Stratégie de sécurité nationale. L’état actuel du secteur de la sécurité est une recette pour un cycle de conflits violents et de fragilité. La restructuration de ce secteur nécessite un cadre permettant de construire une nouvelle force de sécurité nationale à partir d’une table rase. Ce cadre éclairerait les décisions stratégiques relatives à la taille des forces, à la structure du secteur de la sécurité, à la division du travail, aux mécanismes de prise de décision et de contrôle, au contrôle civil, au DDR et à l’allocation des ressources. Elle permettrait également d’élaborer une stratégie de sécurité nationale fondée sur une vision et des valeurs nationales communes, sur les intérêts de la sécurité nationale, sur un audit approfondi du secteur de la sécurité et sur une évaluation des menaces et des opportunités en matière de sécurité. Le processus d’élaboration d’un tel cadre doit être inclusif, participatif et axé sur les personnes, en mettant l’accent sur la sécurité des citoyens plutôt que sur celle des régimes. L’accord de paix de 2018 reconnaît la nécessité d’un tel cadre en prévoyant l’élaboration d’un livre blanc sur la défense et la sécurité pour guider la reconstruction du secteur de la sécurité. Malheureusement, cette disposition n’a pas été respectée jusqu’à présent.
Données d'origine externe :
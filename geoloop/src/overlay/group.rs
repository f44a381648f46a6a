//! Overlay groups: the unit a viewer attaches, enables and disables.
//!
//! A group owns an optional animation loop plus any number of static
//! overlays (a background map, a county outline) that stay visible while the
//! group is enabled. Every entry in a group shares the group's key prefix
//! and the group's [`TileCache`].

use super::entry::{OverlayEntry, OverlayImage, SourceRef};
use super::key::CacheKey;
use super::kml::{self, HrefMode};
use crate::animation::{AnimationScheduler, SchedulerError};
use crate::cache::{AsyncFetch, CacheError, TileCache};
use crate::coord::Sector;
use parking_lot::{Mutex, RwLock};
use std::collections::HashSet;
use std::sync::Arc;
use std::thread::JoinHandle;
use thiserror::Error;
use tracing::{debug, info};

/// Errors raised by group operations.
#[derive(Debug, Error)]
pub enum GroupError {
    #[error("Overlay {0} is already part of this group")]
    DuplicateKey(CacheKey),

    #[error("Group has no animation loop")]
    NoAnimation,

    #[error("Group has been disposed")]
    Disposed,

    #[error(transparent)]
    Scheduler(#[from] SchedulerError),

    #[error(transparent)]
    Cache(#[from] CacheError),
}

/// What the render thread draws for one entry.
#[derive(Debug, Clone)]
pub enum DrawImage {
    Ready(OverlayImage),
    /// Entry is visible but its image is not realized yet
    Placeholder,
}

/// One element of a per-frame draw list.
#[derive(Debug, Clone)]
pub struct DrawItem {
    pub key: CacheKey,
    pub sector: Sector,
    pub image: DrawImage,
}

impl DrawItem {
    pub fn is_placeholder(&self) -> bool {
        matches!(self.image, DrawImage::Placeholder)
    }
}

/// Result of a synchronous prewarm.
#[derive(Debug, Default, Clone, Copy, PartialEq, Eq)]
pub struct PrewarmSummary {
    pub ready: usize,
    pub failed: usize,
}

struct GroupState {
    enabled: bool,
    /// Loop was playing when the group was last disabled
    resume: bool,
    disposed: bool,
}

/// A named set of overlays enabled and disabled as a whole.
pub struct OverlayGroup {
    name: String,
    base: String,
    cache: Arc<TileCache>,
    animation: Option<AnimationScheduler>,
    statics: RwLock<Vec<Arc<OverlayEntry>>>,
    keys: Mutex<HashSet<CacheKey>>,
    state: Mutex<GroupState>,
}

impl OverlayGroup {
    /// Create an enabled group with no animation loop.
    pub fn new(name: impl Into<String>, cache: Arc<TileCache>) -> Self {
        let name = name.into();
        let base = CacheKey::group_prefix(&name);
        Self {
            name,
            base,
            cache,
            animation: None,
            statics: RwLock::new(Vec::new()),
            keys: Mutex::new(HashSet::new()),
            state: Mutex::new(GroupState {
                enabled: true,
                resume: false,
                disposed: false,
            }),
        }
    }

    /// Create a group driving an animation loop over the shared cache.
    pub fn animated(name: impl Into<String>, cache: Arc<TileCache>) -> Self {
        let scheduler = AnimationScheduler::new(Arc::clone(&cache));
        Self::new(name, cache).with_scheduler(scheduler)
    }

    /// Attach a scheduler. Any frames it already holds join the group.
    pub fn with_scheduler(mut self, scheduler: AnimationScheduler) -> Self {
        {
            let mut keys = self.keys.lock();
            for frame in scheduler.frames() {
                keys.insert(frame.cache_key().clone());
            }
            if let Some(legend) = scheduler.legend() {
                keys.insert(legend.cache_key().clone());
            }
        }
        self.animation = Some(scheduler);
        self
    }

    pub fn name(&self) -> &str {
        &self.name
    }

    /// Key prefix shared by the group's entries, e.g. `Earth/NEXRAD/`.
    pub fn base(&self) -> &str {
        &self.base
    }

    pub fn cache(&self) -> &Arc<TileCache> {
        &self.cache
    }

    pub fn scheduler(&self) -> Option<&AnimationScheduler> {
        self.animation.as_ref()
    }

    /// Build an entry keyed under this group's prefix.
    pub fn entry(
        &self,
        name: impl Into<String>,
        sector: Sector,
        source: SourceRef,
    ) -> OverlayEntry {
        OverlayEntry::from_source(&self.base, name, sector, source)
    }

    /// Add an always-visible overlay.
    pub fn add_static(&self, entry: Arc<OverlayEntry>) -> Result<(), GroupError> {
        let state = self.state.lock();
        if state.disposed {
            return Err(GroupError::Disposed);
        }
        self.claim_key(&entry)?;
        entry.set_enabled(state.enabled);
        self.statics.write().push(entry);
        Ok(())
    }

    /// Append a frame to the animation loop.
    pub fn add_frame(&self, entry: Arc<OverlayEntry>) -> Result<(), GroupError> {
        let scheduler = self.animation.as_ref().ok_or(GroupError::NoAnimation)?;
        if self.state.lock().disposed {
            return Err(GroupError::Disposed);
        }
        self.claim_key(&entry)?;
        scheduler.add_frame(entry);
        Ok(())
    }

    /// Set the loop's legend, replacing any previous one.
    pub fn set_legend(&self, entry: Arc<OverlayEntry>) -> Result<(), GroupError> {
        let scheduler = self.animation.as_ref().ok_or(GroupError::NoAnimation)?;
        if self.state.lock().disposed {
            return Err(GroupError::Disposed);
        }
        self.claim_key(&entry)?;
        if let Some(previous) = scheduler.legend() {
            self.keys.lock().remove(previous.cache_key());
        }
        scheduler.set_legend(Some(entry));
        Ok(())
    }

    pub fn statics(&self) -> Vec<Arc<OverlayEntry>> {
        self.statics.read().clone()
    }

    /// Every entry in the group: frames in loop order, the legend, then statics.
    pub fn entries(&self) -> Vec<Arc<OverlayEntry>> {
        let mut entries = Vec::new();
        if let Some(scheduler) = &self.animation {
            entries.extend(scheduler.frames());
            entries.extend(scheduler.legend());
        }
        entries.extend(self.statics());
        entries
    }

    pub fn len(&self) -> usize {
        self.keys.lock().len()
    }

    pub fn is_empty(&self) -> bool {
        self.len() == 0
    }

    pub fn is_enabled(&self) -> bool {
        self.state.lock().enabled
    }

    /// Enable or disable every entry in the group.
    ///
    /// Disabling halts the loop and hides frames, the legend and statics.
    /// Enabling shows the statics again and resumes the loop if it was
    /// playing when the group was disabled.
    pub fn set_enabled(&self, enabled: bool) -> Result<(), GroupError> {
        let mut state = self.state.lock();
        if state.disposed {
            return Err(GroupError::Disposed);
        }
        if state.enabled == enabled {
            return Ok(());
        }
        state.enabled = enabled;

        for entry in self.statics.read().iter() {
            entry.set_enabled(enabled);
        }

        if let Some(scheduler) = &self.animation {
            if enabled {
                let resume = std::mem::take(&mut state.resume);
                scheduler.reveal(resume)?;
            } else {
                state.resume = scheduler.conceal();
            }
        }

        debug!(group = %self.name, enabled, "Overlay group visibility changed");
        Ok(())
    }

    /// Fetch every entry into the disk store before first render.
    ///
    /// Failures are reported to the cache's listeners and counted.
    pub fn prewarm(&self) -> Result<PrewarmSummary, GroupError> {
        self.ensure_live()?;
        let mut summary = PrewarmSummary::default();
        for entry in self.entries() {
            match self.cache.synchronous_fetch(&entry) {
                Ok(()) => summary.ready += 1,
                Err(CacheError::Disposed) => return Err(GroupError::Cache(CacheError::Disposed)),
                Err(_) => summary.failed += 1,
            }
        }
        info!(
            group = %self.name,
            ready = summary.ready,
            failed = summary.failed,
            "Overlay group prewarmed"
        );
        Ok(summary)
    }

    /// Start background fetches for every entry not yet stored.
    ///
    /// Returns the handles of the fetches this call started; keys already
    /// stored or already in flight are skipped.
    pub fn prewarm_async(&self) -> Result<Vec<JoinHandle<Result<(), CacheError>>>, GroupError> {
        self.ensure_live()?;
        let mut handles = Vec::new();
        for entry in self.entries() {
            if let AsyncFetch::Started(handle) = self.cache.asynchronous_fetch(entry)? {
                handles.push(handle);
            }
        }
        Ok(handles)
    }

    /// Draw list for the current render frame. Never blocks on I/O.
    ///
    /// Only enabled entries are listed. An enabled entry whose image is not
    /// available right now is listed as a placeholder.
    pub fn draw_items(&self) -> Vec<DrawItem> {
        match self.state.try_lock() {
            Some(state) if state.enabled && !state.disposed => {}
            _ => return Vec::new(),
        }

        self.entries()
            .into_iter()
            .filter(|entry| entry.is_enabled())
            .map(|entry| DrawItem {
                key: entry.cache_key().clone(),
                sector: entry.sector(),
                image: match self.cache.peek(&entry) {
                    Some(image) => DrawImage::Ready(image),
                    None => DrawImage::Placeholder,
                },
            })
            .collect()
    }

    /// Delete the cached file of every entry. Returns how many were removed.
    pub fn purge(&self) -> Result<usize, GroupError> {
        let mut removed = 0;
        for entry in self.entries() {
            if self.cache.purge(&entry)? {
                removed += 1;
            }
        }
        info!(group = %self.name, removed, "Overlay group purged");
        Ok(removed)
    }

    /// Stop the loop, hide everything and release the entries.
    ///
    /// The shared cache and the files it holds are left alone.
    pub fn dispose(&self) {
        let mut state = self.state.lock();
        if state.disposed {
            return;
        }
        state.disposed = true;
        state.enabled = false;
        state.resume = false;

        if let Some(scheduler) = &self.animation {
            scheduler.stop();
        }
        for entry in self.statics.write().drain(..) {
            entry.set_enabled(false);
        }
        self.keys.lock().clear();
        info!(group = %self.name, "Overlay group disposed");
    }

    pub fn is_disposed(&self) -> bool {
        self.state.lock().disposed
    }

    /// Export the group as a KML document.
    pub fn to_kml(&self, mode: HrefMode) -> String {
        let entries = self.entries();
        kml::document(&self.name, entries.iter().map(|entry| &**entry), mode)
    }

    fn claim_key(&self, entry: &OverlayEntry) -> Result<(), GroupError> {
        if self.keys.lock().insert(entry.cache_key().clone()) {
            Ok(())
        } else {
            Err(GroupError::DuplicateKey(entry.cache_key().clone()))
        }
    }

    fn ensure_live(&self) -> Result<(), GroupError> {
        if self.state.lock().disposed {
            Err(GroupError::Disposed)
        } else {
            Ok(())
        }
    }
}

impl Drop for OverlayGroup {
    fn drop(&mut self) {
        if let Some(scheduler) = &self.animation {
            scheduler.stop();
        }
    }
}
Justice transitionnelle. Dix ans après son indépendance, le Soudan du Sud est dans un état grave. La Commission des droits de l’homme au Soudan du Sud, créée par le Conseil des droits de l’homme des Nations unies, a observé que si l’accord de paix a permis une accalmie des combats au niveau national, 75% du pays reste en proie à une violence brutale au niveau local. En outre, la Commission note que « plus de deux ans après la signature de l’accord de paix revitalisé […], le Soudan du Sud a fait peu de progrès concertés dans la mise en place des mécanismes de justice transitionnelle » prévus par l’accord. Pour changer cette trajectoire descendante tout en offrant l’espace et les garanties nécessaires à toutes les parties, des remèdes transformateurs seront nécessaires. La décision du gouvernement, après deux ans de retard, de lancer le processus d’établissement de la Cour hybride conjointe Union africaine-Soudan du Sud est un pas dans la bonne direction pour traiter les blessures du passé et l’héritage des violations flagrantes des droits humains. Aujourd’hui, cette rhétorique politique doit être mise en pratique.